On April 21, BTC surged past $87,000, sparking fresh market speculation. At the same time, ETH climbed above $1,600 and SOL topped $140, while altcoins posted modest gains, all pointing toward evidence of a robust rebound. According to CoinGlass, 24-hour liquidations across all open futures positions reached $220 million, including $142 million in shorts. Yet despite Bitcoin's volatile upswing, global macroeconomic uncertainty continues to weigh on sentiment. Federal Reserve policy, the administration's tariff policies, and other factors have created a complex backdrop. Investors are now asking: will Bitcoin keep rising? When will Q2's turning point arrive? This article analyzes Bitcoin's current situation and outlook from three angles: the macroeconomic environment, present market conditions, and institutional perspectives.
Current market uncertainty stems mainly from policy developments, especially the latest drama surrounding the Federal Reserve and U.S. trade policy. Fed Chair Jerome Powell recently reaffirmed a hawkish stance, stating that even amid sharp market volatility, the Fed will not intervene lightly. That statement disappointed investors expecting a policy shift and put downward pressure on risk assets, making sentiment more cautious.
At the same time, President Trump's recent comments on tariffs hinted at a thaw, in which he said U.S.-China tariff increases “may soon end." However, the policy outlook remains unclear and these statements have not materially eased the market's anxiety. This high level of macro uncertainty has driven safe-haven assets higher, as spot gold hit a record $3,364 per ounce, while crypto markets have oscillated without establishing a clear trend.
Overall, the Fed's tightening bias and the ambiguity of trade policy are profoundly affecting global markets, especially Bitcoin and other crypto assets. Policy direction has become the key variable, and until clearer signals emerge, market sentiment is likely to remain in a holding pattern.
Bitcoin's recent surge past $87,000 represents a critical inflection point. Some investors view this breakout as the potential start of a new bull market. On-chain data show that "whales" continue to accumulate: wallets holding between 10 and 10,000 BTC now control roughly 67.77% of the total supply, and since March 22 they have added over 53,600 BTC. This large-holder behavior underscores their bullish outlook on Bitcoin's next moves.
However, the rebound rests on a fragile foundation. Matrixport's report notes that for Bitcoin's rally to sustain, several catalysts must align:
The Federal Reserve signaling a dovish shift or beginning rate cuts
Increased stablecoin liquidity and higher leverage activity
A resurgence of macro liquidity via global monetary easing or fiscal stimulus
In the near term, these drivers have not fully materialized. As a result, the current upswing is more likely a short-lived rebound than a lasting trend reversal.

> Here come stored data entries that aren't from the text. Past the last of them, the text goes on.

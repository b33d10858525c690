use crate::{
    api::{attendance, employee, leave, profile, project, reports, salary},
    auth::{handlers, middleware::auth_middleware},
    config::Config,
};
use actix_governor::{
    Governor, GovernorConfigBuilder, PeerIpKeyExtractor, governor::middleware::NoOpMiddleware,
};
use actix_web::{middleware::from_fn, web};
use std::sync::Arc;

pub fn configure(cfg: &mut web::ServiceConfig, config: Config) {
    // Helper to build per-route limiter
    fn build_limiter(requests_per_min: u32) -> Governor<PeerIpKeyExtractor, NoOpMiddleware> {
        let per_ms = if requests_per_min == 0 {
            1
        } else {
            60_000 / requests_per_min as u64
        };
        let cfg = GovernorConfigBuilder::default()
            .per_millisecond(per_ms)
            .burst_size(requests_per_min)
            .key_extractor(PeerIpKeyExtractor)
            .finish()
            .unwrap();
        Governor::new(&cfg)
    }

    let login_limiter = Arc::new(build_limiter(config.rate_login_per_min));
    let refresh_limiter = Arc::new(build_limiter(config.rate_refresh_per_min));
    let protected_limiter = Arc::new(build_limiter(config.rate_protected_per_min));

    // Public routes
    cfg.service(
        web::scope("/auth")
            .service(
                web::resource("/login")
                    .wrap(login_limiter.clone())
                    .route(web::post().to(handlers::login)),
            )
            .service(
                web::resource("/refresh")
                    .wrap(refresh_limiter.clone())
                    .route(web::post().to(handlers::refresh_token)),
            )
            .service(
                web::resource("/logout")
                    .wrap(login_limiter.clone())
                    .route(web::post().to(handlers::logout)),
            ),
    );

    // Protected routes
    cfg.service(
        web::scope(&config.api_prefix)
            .wrap(from_fn(auth_middleware)) // authentication
            .wrap(protected_limiter) // rate limiting
            .service(
                web::scope("/auth").service(
                    web::resource("/change-password")
                        .route(web::put().to(handlers::change_password)),
                ),
            )
            // Employee self-service
            .service(
                web::scope("/employee")
                    .service(
                        web::resource("/profile")
                            .route(web::get().to(profile::get_profile))
                            .route(web::put().to(profile::update_profile)),
                    )
                    .service(
                        web::scope("/attendance")
                            .service(
                                web::resource("/check-in")
                                    .route(web::post().to(attendance::punch_in)),
                            )
                            .service(
                                web::resource("/lunch-start")
                                    .route(web::post().to(attendance::lunch_start)),
                            )
                            .service(
                                web::resource("/lunch-end")
                                    .route(web::post().to(attendance::lunch_end)),
                            )
                            .service(
                                web::resource("/check-out")
                                    .route(web::post().to(attendance::punch_out)),
                            )
                            .service(
                                web::resource("/today").route(web::get().to(attendance::today)),
                            )
                            .service(
                                web::resource("/history")
                                    .route(web::get().to(attendance::history)),
                            ),
                    )
                    .service(
                        web::scope("/leave")
                            .service(
                                web::resource("/request")
                                    .route(web::post().to(leave::request_leave)),
                            )
                            .service(
                                web::resource("/requests")
                                    .route(web::get().to(leave::my_requests)),
                            ),
                    )
                    .service(
                        web::resource("/paid-leaves").route(web::get().to(leave::my_paid_leaves)),
                    )
                    .service(web::resource("/salary").route(web::get().to(salary::my_salary)))
                    .service(
                        web::resource("/projects").route(web::get().to(project::my_projects)),
                    ),
            )
            // Admin
            .service(
                web::scope("/admin")
                    .service(
                        web::resource("/employees")
                            .route(web::post().to(employee::add_employee))
                            .route(web::get().to(employee::list_employees)),
                    )
                    .service(
                        web::resource("/employees/{id}")
                            .route(web::get().to(employee::get_employee))
                            .route(web::put().to(employee::update_employee))
                            .route(web::delete().to(employee::delete_employee)),
                    )
                    .service(
                        web::resource("/employees/{id}/stats")
                            .route(web::get().to(reports::employee_stats)),
                    )
                    .service(
                        web::resource("/employees/{id}/salary")
                            .route(web::get().to(salary::employee_salary)),
                    )
                    .service(
                        web::resource("/salaries/monthly")
                            .route(web::get().to(salary::monthly_salaries)),
                    )
                    .service(
                        web::scope("/attendance")
                            .service(
                                web::resource("/summary")
                                    .route(web::get().to(reports::daily_summary)),
                            )
                            .service(
                                web::resource("/present")
                                    .route(web::get().to(reports::present_today)),
                            )
                            .service(
                                web::resource("/leave")
                                    .route(web::get().to(reports::on_leave_today)),
                            )
                            .service(
                                web::resource("/analytics")
                                    .route(web::get().to(reports::analytics)),
                            )
                            .service(
                                web::resource("/report")
                                    .route(web::get().to(reports::range_report)),
                            ),
                    )
                    .service(
                        web::scope("/leave")
                            .service(
                                web::resource("/requests")
                                    .route(web::get().to(leave::pending_requests)),
                            )
                            .service(
                                web::resource("/requests/{id}")
                                    .route(web::put().to(leave::respond_to_request)),
                            ),
                    )
                    .service(
                        web::resource("/paid-leaves/reset")
                            .route(web::post().to(employee::reset_paid_leaves)),
                    )
                    .service(
                        web::resource("/projects")
                            .route(web::post().to(project::create_project))
                            .route(web::get().to(project::list_projects)),
                    )
                    .service(
                        web::resource("/projects/{id}/employees")
                            .route(web::put().to(project::update_project_employees)),
                    ),
            ),
    );
}
//! Monthly salary derivation over Time Ledger and Leave Ledger snapshots.
//!
//! The engine owns no state: callers fetch one month of attendance rows plus
//! the approved paid-leave requests overlapping that month and get back a
//! deterministic breakdown. The per-employee and bulk endpoints both go
//! through [`compute_monthly_salary`], so bulk output is never an
//! approximation of the single path.

use std::collections::HashSet;

use chrono::{Months, NaiveDate};
use serde::Serialize;
use utoipa::ToSchema;

use crate::error::{AppError, AppResult};
use crate::model::attendance::{AttendanceRecord, AttendanceStatus};
use crate::model::leave_request::{LeaveRequest, LeaveStatus};

/// The month model is fixed, not derived from the actual calendar month.
pub const WORKING_DAYS_PER_MONTH: u32 = 22;
pub const WORKING_HOURS_PER_DAY: u32 = 8;

#[derive(Debug, Clone, Serialize, ToSchema)]
pub struct SalaryBreakdown {
    pub working_days: u32,
    pub present_days: u32,
    pub paid_leaves: u32,
    pub unpaid_leaves: u32,
    pub half_days: u32,
    /// Rounded to 1 decimal.
    pub total_work_hours: f64,
    /// Rounded to 1 decimal.
    pub expected_work_hours: f64,
}

#[derive(Debug, Clone, Serialize, ToSchema)]
pub struct SalarySlip {
    pub base_salary: f64,
    /// Rounded to 2 decimals, floored at 0.
    pub calculated_salary: f64,
    /// base - calculated, rounded to 2 decimals.
    pub deductions: f64,
    pub breakdown: SalaryBreakdown,
}

fn round2(value: f64) -> f64 {
    (value * 100.0).round() / 100.0
}

fn round1(value: f64) -> f64 {
    (value * 10.0).round() / 10.0
}

/// First and last calendar day of the given month.
pub fn month_range(year: i32, month: u32) -> AppResult<(NaiveDate, NaiveDate)> {
    let start = NaiveDate::from_ymd_opt(year, month, 1)
        .ok_or_else(|| AppError::Validation("Invalid month or year.".into()))?;
    let end = start
        .checked_add_months(Months::new(1))
        .and_then(|next| next.pred_opt())
        .ok_or_else(|| AppError::Validation("Invalid month or year.".into()))?;
    Ok((start, end))
}

/// Expands every Approved paid request into its covered calendar dates.
/// A Leave-status attendance day that is NOT in this set is an unpaid leave.
pub fn paid_leave_dates(requests: &[LeaveRequest]) -> HashSet<NaiveDate> {
    requests
        .iter()
        .filter(|r| r.status == LeaveStatus::Approved && r.is_paid_leave)
        .flat_map(|r| r.covered_days())
        .collect()
}

/// Deterministic salary for one employee-month.
///
/// Deductions against the base, in order: unpaid leave days at the daily
/// rate, half days at half the daily rate, then the work-hour shortfall
/// (expected minus actual, only when positive) at the hourly rate. Surplus
/// hours are never credited; the result never goes below zero.
pub fn compute_monthly_salary(
    base_salary: f64,
    records: &[AttendanceRecord],
    paid_leave_dates: &HashSet<NaiveDate>,
) -> SalarySlip {
    let daily_rate = base_salary / WORKING_DAYS_PER_MONTH as f64;
    let hourly_rate = daily_rate / WORKING_HOURS_PER_DAY as f64;

    let count = |status: AttendanceStatus| {
        records.iter().filter(|r| r.status == status).count() as u32
    };
    let present_days = count(AttendanceStatus::Present);
    let half_days = count(AttendanceStatus::HalfDay);
    let leave_days = count(AttendanceStatus::Leave);
    let unpaid_leaves = records
        .iter()
        .filter(|r| r.status == AttendanceStatus::Leave && !paid_leave_dates.contains(&r.date))
        .count() as u32;
    let paid_leaves = leave_days - unpaid_leaves;

    let mut calculated = base_salary;
    calculated -= unpaid_leaves as f64 * daily_rate;
    calculated -= half_days as f64 * (daily_rate / 2.0);

    let total_work_hours: f64 = records
        .iter()
        .map(|r| r.total_work_minutes as f64 / 60.0)
        .sum();
    let expected_work_hours = present_days as f64 * WORKING_HOURS_PER_DAY as f64
        + half_days as f64 * (WORKING_HOURS_PER_DAY as f64 / 2.0);

    let shortfall = expected_work_hours - total_work_hours;
    if shortfall > 0.0 {
        calculated -= shortfall * hourly_rate;
    }

    let calculated = calculated.max(0.0);

    SalarySlip {
        base_salary,
        calculated_salary: round2(calculated),
        deductions: round2(base_salary - calculated),
        breakdown: SalaryBreakdown {
            working_days: WORKING_DAYS_PER_MONTH,
            present_days,
            paid_leaves,
            unpaid_leaves,
            half_days,
            total_work_hours: round1(total_work_hours),
            expected_work_hours: round1(expected_work_hours),
        },
    }
}

#[cfg(test)]
mod tests {
    use super::*;
    use crate::model::leave_request::LeaveType;

    fn d(day: u32) -> NaiveDate {
        NaiveDate::from_ymd_opt(2026, 8, day).unwrap()
    }

    fn closed_day(day: u32, status: AttendanceStatus, work_minutes: i64) -> AttendanceRecord {
        let mut rec = AttendanceRecord::blank(1, d(day));
        rec.status = status;
        rec.total_work_minutes = work_minutes;
        rec
    }

    fn present_days(count: u32, minutes_each: i64) -> Vec<AttendanceRecord> {
        (1..=count)
            .map(|day| closed_day(day, AttendanceStatus::Present, minutes_each))
            .collect()
    }

    fn approved_paid_request(start: NaiveDate, end: NaiveDate) -> LeaveRequest {
        LeaveRequest {
            id: 1,
            employee_id: 1,
            start_date: start,
            end_date: end,
            leave_type: LeaveType::Casual,
            is_paid_leave: true,
            reason: "family".into(),
            status: LeaveStatus::Approved,
            admin_response: None,
            responded_by: Some(2),
            responded_at: None,
            created_at: None,
        }
    }

    #[test]
    fn full_attendance_pays_the_full_base() {
        let records = present_days(22, 8 * 60);
        let slip = compute_monthly_salary(22_000.0, &records, &HashSet::new());
        assert_eq!(slip.calculated_salary, 22_000.0);
        assert_eq!(slip.deductions, 0.0);
        assert_eq!(slip.breakdown.present_days, 22);
        assert_eq!(slip.breakdown.expected_work_hours, 176.0);
        assert_eq!(slip.breakdown.total_work_hours, 176.0);
    }

    #[test]
    fn one_unpaid_leave_costs_one_daily_rate() {
        let mut records = present_days(20, 8 * 60);
        records.push(closed_day(25, AttendanceStatus::Leave, 0));

        let slip = compute_monthly_salary(22_000.0, &records, &HashSet::new());
        // dailyRate = 22000 / 22 = 1000; no work-hour shortfall on top.
        assert_eq!(slip.calculated_salary, 21_000.0);
        assert_eq!(slip.deductions, 1_000.0);
        assert_eq!(slip.breakdown.unpaid_leaves, 1);
        assert_eq!(slip.breakdown.paid_leaves, 0);
    }

    #[test]
    fn paid_leave_days_do_not_deduct() {
        let mut records = present_days(20, 8 * 60);
        records.push(closed_day(25, AttendanceStatus::Leave, 0));
        records.push(closed_day(26, AttendanceStatus::Leave, 0));

        let paid = paid_leave_dates(&[approved_paid_request(d(25), d(26))]);
        let slip = compute_monthly_salary(22_000.0, &records, &paid);
        assert_eq!(slip.calculated_salary, 22_000.0);
        assert_eq!(slip.breakdown.paid_leaves, 2);
        assert_eq!(slip.breakdown.unpaid_leaves, 0);
    }

    #[test]
    fn half_day_costs_half_a_daily_rate() {
        let mut records = present_days(21, 8 * 60);
        records.push(closed_day(25, AttendanceStatus::HalfDay, 4 * 60));

        let slip = compute_monthly_salary(22_000.0, &records, &HashSet::new());
        // Half-day deduction only: the 4 worked hours match the half-day
        // expectation, so no shortfall is added.
        assert_eq!(slip.calculated_salary, 21_500.0);
        assert_eq!(slip.breakdown.half_days, 1);
    }

    #[test]
    fn work_hour_shortfall_deducts_at_the_hourly_rate() {
        let mut records = present_days(21, 8 * 60);
        records.push(closed_day(25, AttendanceStatus::Present, 6 * 60));

        let slip = compute_monthly_salary(22_000.0, &records, &HashSet::new());
        // 2 hours short of 176 expected at 125/h.
        assert_eq!(slip.calculated_salary, 21_750.0);
        assert_eq!(slip.deductions, 250.0);
    }

    #[test]
    fn surplus_hours_are_never_credited() {
        let records = present_days(22, 10 * 60);
        let slip = compute_monthly_salary(22_000.0, &records, &HashSet::new());
        assert_eq!(slip.calculated_salary, 22_000.0);
        assert_eq!(slip.breakdown.total_work_hours, 220.0);
    }

    #[test]
    fn salary_is_floored_at_zero() {
        let records: Vec<_> = (1..=22)
            .map(|day| closed_day(day, AttendanceStatus::Leave, 0))
            .collect();
        let slip = compute_monthly_salary(500.0, &records, &HashSet::new());
        assert_eq!(slip.calculated_salary, 0.0);
        assert_eq!(slip.deductions, 500.0);
    }

    #[test]
    fn figures_are_rounded_at_the_boundary() {
        let mut records = present_days(1, 8 * 60);
        records.push(closed_day(25, AttendanceStatus::Leave, 0));

        let slip = compute_monthly_salary(1_000.0, &records, &HashSet::new());
        // dailyRate = 1000/22 = 45.4545...; calculated = 954.5454...
        assert_eq!(slip.calculated_salary, 954.55);
        assert_eq!(slip.deductions, 45.45);
    }

    #[test]
    fn expansion_covers_every_day_of_each_approved_paid_request() {
        let paid = paid_leave_dates(&[
            approved_paid_request(d(3), d(5)),
            approved_paid_request(d(20), d(20)),
        ]);
        assert_eq!(paid.len(), 4);
        assert!(paid.contains(&d(3)));
        assert!(paid.contains(&d(4)));
        assert!(paid.contains(&d(5)));
        assert!(paid.contains(&d(20)));
    }

    #[test]
    fn pending_or_unpaid_requests_are_not_expanded() {
        let mut pending = approved_paid_request(d(3), d(4));
        pending.status = LeaveStatus::Pending;
        let mut unpaid = approved_paid_request(d(10), d(11));
        unpaid.is_paid_leave = false;

        assert!(paid_leave_dates(&[pending, unpaid]).is_empty());
    }

    #[test]
    fn month_range_handles_month_lengths() {
        assert_eq!(
            month_range(2026, 2).unwrap(),
            (
                NaiveDate::from_ymd_opt(2026, 2, 1).unwrap(),
                NaiveDate::from_ymd_opt(2026, 2, 28).unwrap()
            )
        );
        assert_eq!(
            month_range(2026, 12).unwrap(),
            (
                NaiveDate::from_ymd_opt(2026, 12, 1).unwrap(),
                NaiveDate::from_ymd_opt(2026, 12, 31).unwrap()
            )
        );
        assert!(month_range(2026, 13).is_err());
    }
}
use argon2::{
    Argon2,
    password_hash::{PasswordHash, PasswordHasher, PasswordVerifier, SaltString, rand_core::OsRng},
};

pub fn hash_password(password: &str) -> String {
    let argon2 = Argon2::default();
    let salt = SaltString::generate(&mut OsRng);

    argon2
        .hash_password(password.as_bytes(), &salt)
        .unwrap()
        .to_string()
}

/// A hash that fails to parse counts as a mismatch.
pub fn verify_password(password: &str, hashed: &str) -> bool {
    let Ok(parsed) = PasswordHash::new(hashed) else {
        return false;
    };

    Argon2::default()
        .verify_password(password.as_bytes(), &parsed)
        .is_ok()
}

Although market sentiment has turned positive, not all analysts share a bullish outlook on Bitcoin's next move. Institutions are split on whether this marks the start of a new bull run or simply the end of a consolidation phase.
Bullish camp: Chris Burniske, partner at Placeholder, predicts Bitcoin will hit fresh all-time highs over the next few quarters. He warns investors to take profits when the market overheats and to maintain a disciplined pace.
Optimism from Bitwise: Matt Hougan, CIO of Bitwise, is likewise upbeat about Q2. He points to three key drivers: expanding global money supply, a record high of stablecoin assets under management, and an improving U.S. regulatory backdrop, which could push the market into a sustained uptrend.
Real Vision's view: Real Vision founder recently overlaid Bitcoin's price against global M2 liquidity in a chart, arguing that Bitcoin should rise in step with broader money-supply growth.
On the other hand, the cautious camp sees the market still sitting near its cycle high. Markus Thielen of 10x Research points out that Bitcoin's "stochastic oscillator" indicator currently exhibits characteristics of a cycle top. He warns that, despite widespread hopes for new highs by mid-year, it is more likely the market will enter a prolonged consolidation phase, trading sideways at elevated levels, rather than launching a fresh bull run.
David Duong, Head of Research at Coinbase, noted in his latest monthly report that the market may test its lows in the middle to late second quarter of 2025, setting the stage for a recovery in the third quarter. He recommends that investors maintain a defensive posture in risk assets during this period to weather potential volatility.
In this volatily environment, investors should maintain vigilance and respond adaptively with their approach as conditions evolve, rather than pursue outsized gains indiscriminately. Establishing a disciplined framework is critical: define and set clear stop-limit thresholds, scale into positions incrementally, and realize profits systematically. Employing tools such as price alerts and limit orders can improve execution and bolster risk management. By combining rigor with flexibility, market participants can navigate volatility more effectively and capitalize on genuine structural opportunities.
Disclaimer: This material does not constitute advice on investments, taxes, legal matters, finance, accounting, or any other professional services, nor is it an offer to buy, sell, or hold any asset. MEXC Learn provides this information for reference only and does not constitute investment advice. Please ensure you fully understand the risks involved and invest cautiously. All investment decisions and outcomes are the sole responsibility of the user.